GOVERNMENT EMPLOYEES, AFL-CIO

 

 

DECISION AND ORDER

    Local 3254, American Federation of Government Employees, AFL-CIO (Union) filed a request for assistance with the Federal Service Impasses Panel (Panel) to consider a negotiation impasse under the Federal Service Labor-Management Relations Statute (Statute), 5 U.S.C. § 7119, between it and the Department of the Air Force, Air Force Reserves, Grissom Air Force Base, Indiana (Employer).

    Following investigation of the request for assistance, which involves an impasse over a change in workhours for certain night shift employees, the Panel directed the parties to submit their final offers and written statements of position, with supporting argument and evidence. After considering the entire record, the Panel would then issue a binding decision to resolve the impasse. Written submissions, including rebuttal statements, were made pursuant to this procedure, and the Panel has now considered the entire record.

BACKGROUND

    The Employer is an Air Force Reserve unit whose civilian employees support the flying mission by refueling and servicing aircraft. The bargaining unit consists of approximately 500 professional and nonprofessional employees in a wide range of General Schedule and Wage Grade (WG) positions, such as air craft mechanic, fuel technician, air traffic controller, civil engineer, accountant, firefighter, security guard, boom operator, carpenter, and secretary. The parties’ collective-bargaining agreement (CBA) went into effect in October 1998, for a 3-year period.

    The dispute arose as a result of the Employer’s proposal to change the quitting time from 1 a.m. to 12 a.m. for night shift employees in the Aircraft Generation Squadron (AGS), an organizational entity within the 434th Air Refueling Wing. Those affected are primarily WG-10 blue collar employees who work under a 5-4/9 compressed work schedule (CWS)(1) and perform maintenance and pre-flight service on aircraft; their workload depends on the flying schedule.

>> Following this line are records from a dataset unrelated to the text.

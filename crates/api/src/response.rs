//! Shared response envelope types for API handlers.
//!
//! All successful API responses use a `{ "data": ... }` envelope. Use
//! [`DataResponse`] instead of ad-hoc `serde_json::json!({ "data": ... })`.

use serde::Serialize;

/// Standard `{ "data": T }` response envelope.
///
/// ```ignore
/// Ok(Json(DataResponse { data: stats }))
/// ```
#[derive(Debug, Serialize)]
pub struct DataResponse<T: Serialize> {
    pub data: T,
}
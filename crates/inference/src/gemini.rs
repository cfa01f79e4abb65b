//! Google Gemini `generateContent`.
//!
//! A [`GeminiClient`] is built for every call from the separately configured
//! API key, mirroring how the vendor SDK is used: nothing is cached between
//! requests except the underlying connection pool.

use async_trait::async_trait;
use rivalwatch_core::settings::ProviderKind;
use serde::{Deserialize, Serialize};

use crate::error::{ensure_success, ProviderError};
use crate::provider::{AnalysisRequest, InferenceProvider};

/// Vendor namespace Gemini expects in front of model names.
const MODEL_NAMESPACE: &str = "models/";

/// Vendor prefix used by the configured (`vendor/model`) model names.
const VENDOR_PREFIX: &str = "google/";

/// Rewrite a configured model name into Gemini's namespace.
///
/// `google/gemini-2.5-flash`, `gemini-2.5-flash` and
/// `models/gemini-2.5-flash` all become `models/gemini-2.5-flash`.
pub fn normalize_model(model: &str) -> String {
    let model = model.trim();
    if model.starts_with(MODEL_NAMESPACE) {
        return model.to_string();
    }
    let bare = model.strip_prefix(VENDOR_PREFIX).unwrap_or(model);
    format!("{MODEL_NAMESPACE}{bare}")
}

/// Best-effort MIME type from an image URL's extension.
fn guess_mime_type(url: &str) -> &'static str {
    let path = url.split(['?', '#']).next().unwrap_or(url);
    let ext = path.rsplit('.').next().unwrap_or("").to_ascii_lowercase();
    match ext.as_str() {
        "png" => "image/png",
        "webp" => "image/webp",
        "gif" => "image/gif",
        "heic" => "image/heic",
        _ => "image/jpeg",
    }
}

#[derive(Debug, Serialize)]
pub struct GenerateContentRequest {
    contents: Vec<Content>,
}

#[derive(Debug, Serialize)]
struct Content {
    role: &'static str,
    parts: Vec<Part>,
}

#[derive(Debug, Serialize)]
#[serde(untagged)]
enum Part {
    Text {
        text: String,
    },
    File {
        #[serde(rename = "fileData")]
        file_data: FileData,
    },
}

#[derive(Debug, Serialize)]
#[serde(rename_all = "camelCase")]
struct FileData {
    mime_type: &'static str,
    file_uri: String,
}

#[derive(Debug, Deserialize)]
struct GenerateContentResponse {
    #[serde(default)]
    candidates: Vec<Candidate>,
}

#[derive(Debug, Deserialize)]
struct Candidate {
    content: Option<CandidateContent>,
}

#[derive(Debug, Deserialize)]
struct CandidateContent {
    #[serde(default)]
    parts: Vec<ResponsePart>,
}

#[derive(Debug, Deserialize)]
struct ResponsePart {
    text: Option<String>,
}

pub fn build_request(request: &AnalysisRequest) -> GenerateContentRequest {
    let mut parts = Vec::with_capacity(request.images.len() + 1);
    parts.push(Part::Text {
        text: request.prompt.clone(),
    });
    parts.extend(request.images.iter().map(|url| Part::File {
        file_data: FileData {
            mime_type: guess_mime_type(url),
            file_uri: url.clone(),
        },
    }));

    GenerateContentRequest {
        contents: vec![Content {
            role: "user",
            parts,
        }],
    }
}

/// Thin per-call client for the Gemini REST API.
pub struct GeminiClient<'a> {
    http: &'a reqwest::Client,
    base_url: &'a str,
    api_key: &'a str,
}

impl<'a> GeminiClient<'a> {
    pub fn new(http: &'a reqwest::Client, base_url: &'a str, api_key: &'a str) -> Self {
        Self {
            http,
            base_url,
            api_key,
        }
    }

    /// Run `generateContent` and return the concatenated text of the first
    /// candidate.
    pub async fn generate_content(
        &self,
        model: &str,
        body: &GenerateContentRequest,
    ) -> Result<String, ProviderError> {
        let url = format!(
            "{}/v1beta/{}:generateContent",
            self.base_url,
            normalize_model(model)
        );

        let response = self
            .http
            .post(url)
            .header("x-goog-api-key", self.api_key)
            .json(body)
            .send()
            .await?;

        let body: GenerateContentResponse = ensure_success(ProviderKind::Gemini, response)
            .await?
            .json()
            .await?;

        let text: String = body
            .candidates
            .into_iter()
            .next()
            .and_then(|candidate| candidate.content)
            .map(|content| {
                content
                    .parts
                    .into_iter()
                    .filter_map(|part| part.text)
                    .collect()
            })
            .unwrap_or_default();

        if text.trim().is_empty() {
            return Err(ProviderError::EmptyCompletion(ProviderKind::Gemini));
        }
        Ok(text)
    }
}

/// Gemini backend.
pub struct GeminiProvider {
    http: reqwest::Client,
    base_url: String,
    api_key: Option<String>,
}

impl GeminiProvider {
    /// * `base_url` - API root, e.g. `https://generativelanguage.googleapis.com`.
    pub fn new(http: reqwest::Client, base_url: String, api_key: Option<String>) -> Self {
        Self {
            http,
            base_url: base_url.trim_end_matches('/').to_string(),
            api_key,
        }
    }
}

#[async_trait]
impl InferenceProvider for GeminiProvider {
    fn kind(&self) -> ProviderKind {
        ProviderKind::Gemini
    }

    async fn analyze(&self, request: &AnalysisRequest) -> Result<String, ProviderError> {
        let api_key = self
            .api_key
            .as_deref()
            .ok_or(ProviderError::NotConfigured(self.kind()))?;

        tracing::debug!(
            model = %normalize_model(&request.model),
            images = request.images.len(),
            "Sending Gemini generateContent",
        );

        GeminiClient::new(&self.http, &self.base_url, api_key)
            .generate_content(&request.model, &build_request(request))
            .await
    }
}

#[cfg(test)]
mod tests {
    use super::*;

    #[test]
    fn model_names_are_normalized_into_namespace() {
        assert_eq!(normalize_model("google/gemini-2.5-flash"), "models/gemini-2.5-flash");
        assert_eq!(normalize_model("gemini-2.5-pro"), "models/gemini-2.5-pro");
        assert_eq!(normalize_model("models/gemini-2.0-flash"), "models/gemini-2.0-flash");
    }

    #[test]
    fn mime_type_guessed_from_extension() {
        assert_eq!(guess_mime_type("https://cdn/a.PNG?x=1"), "image/png");
        assert_eq!(guess_mime_type("https://cdn/a.webp"), "image/webp");
        assert_eq!(guess_mime_type("https://cdn/photo"), "image/jpeg");
    }

    #[test]
    fn request_uses_file_data_parts_for_images() {
        let body = build_request(&AnalysisRequest {
            prompt: "describe".into(),
            images: vec!["https://cdn/a.png".into()],
            model: "google/gemini-2.5-flash".into(),
        });
        let json = serde_json::to_value(&body).unwrap();

        let parts = json["contents"][0]["parts"].as_array().unwrap();
        assert_eq!(json["contents"][0]["role"], "user");
        assert_eq!(parts[0]["text"], "describe");
        assert_eq!(parts[1]["fileData"]["mimeType"], "image/png");
        assert_eq!(parts[1]["fileData"]["fileUri"], "https://cdn/a.png");
    }
}
//! Operator recovery: requeue every job stuck `in_progress` or `failed`.
//!
//! Requeueing in-progress jobs does not cancel their workers. A worker that
//! finishes afterwards finds its item no longer in progress and its terminal
//! write is discarded.

use rivalwatch_core::recovery::RecoveryTarget;
use rivalwatch_db::models::status::AnalysisStatus;

use crate::store::JobStore;

/// Move every job in `target` back to pending. Returns how many moved.
pub async fn recover(store: &dyn JobStore, target: RecoveryTarget) -> Result<u64, sqlx::Error> {
    let affected = store.requeue(AnalysisStatus::from(target)).await?;
    tracing::info!(?target, affected, "Requeued analysis jobs");
    Ok(affected)
}
// Presentation layer - HTTP surface of the rendered dashboard
pub mod app_state;
pub mod handlers;

use crate::presentation::app_state::AppState;
use crate::presentation::handlers::{
    get_chart, get_fields, get_history, get_status, health_check, stream_dashboard,
};
use axum::{Router, routing::get};
use std::sync::Arc;
use tower_http::trace::TraceLayer;

pub fn router(state: Arc<AppState>) -> Router {
    // chart bodies are compressed in the handler
    Router::new()
        .route("/healthz", get(health_check))
        .route("/status", get(get_status))
        .route("/fields", get(get_fields))
        .route("/charts/:field", get(get_chart))
        .route("/history/:field", get(get_history))
        .route("/stream", get(stream_dashboard))
        .layer(TraceLayer::new_for_http())
        .with_state(state)
}
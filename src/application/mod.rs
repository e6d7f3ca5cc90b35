// Application layer - derivation, orchestration and the poll loop
pub mod dashboard_controller;
pub mod derive_engine;
pub mod metrics_source;
pub mod poller;
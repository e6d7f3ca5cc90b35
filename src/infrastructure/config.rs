use crate::domain::registry::FieldRegistry;
use anyhow::Context;
use serde::Deserialize;

const DEFAULT_REGISTRY: &str = include_str!("../../config/fields.toml");

#[derive(Debug, Deserialize, Clone)]
pub struct DashboardConfig {
    pub source: SourceSettings,
    pub poll: PollSettings,
    pub server: ServerSettings,
    #[serde(default)]
    pub layout: LayoutConfig,
    #[serde(default)]
    pub registry_path: Option<String>,
}

#[derive(Debug, Deserialize, Clone)]
pub struct SourceSettings {
    pub endpoint: String,
    #[serde(default)]
    pub timeout_ms: Option<u64>,
}

#[derive(Debug, Deserialize, Clone)]
pub struct PollSettings {
    pub interval_ms: u64,
}

#[derive(Debug, Deserialize, Clone)]
pub struct ServerSettings {
    pub listen: String,
}

/// Which fields the page shows as text and which it graphs.
#[derive(Debug, Deserialize, Clone, PartialEq)]
pub struct LayoutConfig {
    #[serde(default)]
    pub outputs: Vec<String>,
    #[serde(default)]
    pub charts: Vec<ChartTargetConfig>,
}

#[derive(Debug, Deserialize, Clone, PartialEq)]
pub struct ChartTargetConfig {
    pub field: String,
    #[serde(default = "default_chart_width")]
    pub width: f64,
    #[serde(default = "default_chart_height")]
    pub height: f64,
}

fn default_chart_width() -> f64 {
    400.0
}

fn default_chart_height() -> f64 {
    150.0
}

impl Default for LayoutConfig {
    fn default() -> Self {
        let outputs = [
            "cpu_usage_total",
            "ram_available",
            "temp_cpu",
            "model",
            "disk_space_free",
            "connection_type",
        ];
        let charts = ["cpu_usage_total", "ram_used", "temp_cpu", "update_freq"];

        Self {
            outputs: outputs.iter().map(|s| s.to_string()).collect(),
            charts: charts
                .iter()
                .map(|field| ChartTargetConfig {
                    field: field.to_string(),
                    width: default_chart_width(),
                    height: default_chart_height(),
                })
                .collect(),
        }
    }
}

pub fn load_dashboard_config() -> anyhow::Result<DashboardConfig> {
    dashboard_config_from(config::File::with_name("config/dashboard").required(false))
}

fn dashboard_config_from<S>(source: S) -> anyhow::Result<DashboardConfig>
where
    S: config::Source + Send + Sync + 'static,
{
    let settings = config::Config::builder()
        .set_default("source.endpoint", "http://127.0.0.1/get/")?
        .set_default("poll.interval_ms", 500)?
        .set_default("server.listen", "0.0.0.0:8080")?
        .add_source(source)
        .add_source(config::Environment::with_prefix("PISTAT").separator("__"))
        .build()?;

    Ok(settings.try_deserialize()?)
}

/// Load the field registry from `path`, or the built-in one when no path is configured.
pub fn load_field_registry(path: Option<&str>) -> anyhow::Result<FieldRegistry> {
    let registry: FieldRegistry = match path {
        Some(path) => {
            let settings = config::Config::builder()
                .add_source(config::File::with_name(path))
                .build()?;
            settings
                .try_deserialize()
                .with_context(|| format!("Failed to parse field registry {}", path))?
        }
        None => toml::from_str(DEFAULT_REGISTRY).context("Failed to parse built-in field registry")?,
    };

    tracing::debug!("Loaded field registry with {} fields", registry.fields.len());
    Ok(registry)
}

    In AGS, employees work either a day or night shift and may select from several work schedules which remain in effect for 180 days; thereafter, employees must rebid for shifts. Pursuant to Article 22, Section 5, of the CBA, they may elect to work "consistent with mission requirements" a 5-4/9 or 4/10(2) CWS, a flexitour,(3) or a fixed 8-hour schedule from 7:30 a.m. to 4:30 p.m. with a 1-hour lunch break from 11:30 a.m. to 12:30 p.m. Day shift employees in AGS may start as early as 6:30 a.m. and, depending upon the type of work schedule and the duration of the lunch period, their quitting time ranges between 3 and 4:30 p.m. On the night shift, three employees on a 5-4/9 CWS currently work from 3:30 p.m. to 1 a.m., on their 9-hour days; one other employee works a 5-4/9 CWS with hours from 2:30 p.m. to 12 a.m. on the 9-hour days; others on the night shift have elected to work an 8-hour flexitour schedule from 3:30 p.m. to 12 a.m.

ISSUE AT IMPASSE

    The parties disagree over whether quitting time for the night shift should be moved back 1 hour to 12 a.m.

POSITIONS OF THE PARTIES

1. The Employer’s Position

    In essence, the Employer proposes that the night shift (second shift) end at 12 a.m.; the starting times for the night shift would be dependent upon the work schedule requested and approved. Employees who claim to experience a hardship because of this change may request an accommodation pursuant to the procedures agreed upon by the parties on March 30, 1999.(4) Hardship is defined as a bona fide condition difficult to endure. This schedule change, which would result in employees on a 5-4/9 CWS starting work no later than 2:30 p.m. on their 9-hour days, is necessary because aircraft maintenance demands are highest during the mid-afternoon period when employee coverage is least predictable. Moving the ending time of the night shift back 1 hour to 12 a.m. would maximize the presence of maintenance personnel during the time of day when they are most needed, that is, at the beginning of the night shift. The aircraft flying schedule dictates that the bulk of maintenance personnel are needed during day shift hours. Having night shift employees start earlier would increase the time when the two shifts overlap, thereby facilitating communications. Most meetings occur, and more base functions are available during day shift hours, which increases the need for more AGS personnel to be present during that time, all of which affects service and production efforts. A change in the night shift ending time would not infringe upon an employee’s right to work under a CWS or flexitour. In this regard, the Employer is not terminating alternative work schedules, but merely changing the ending time of the night shift in order to enhance mission accomplishment.(5)

2. The Union’s Position

    The Union proposes that night shift employees who work under a 5-4/9 CWS continue to have the option of starting work at 3:30 p.m. and finishing at 1 a.m. The proposal represents a long-standing work schedule, around which employees have adjusted their lives. Moreover, the Air Force’s own regulation, Instruction 36-807, requires that Commanders keep to a minimum changes in established work schedules and make changes only when necessary to resolve operation problems. Here, there is no demonstrated need to make the changes proposed by the Employer. Furthermore, the Employer has failed to provide any evidence that the current schedule is causing an adverse agency impact. Since the work in AGS is primarily "scheduled," requiring night shift employees to start earlier would not enhance the accomplishment of the mission. Rather, work could be scheduled and performed later in the day instead of concentrating it between 2:30 and 3:30 p.m. Even if employees were to start at 2:30 p.m., the change would not relieve the work of day shift employees.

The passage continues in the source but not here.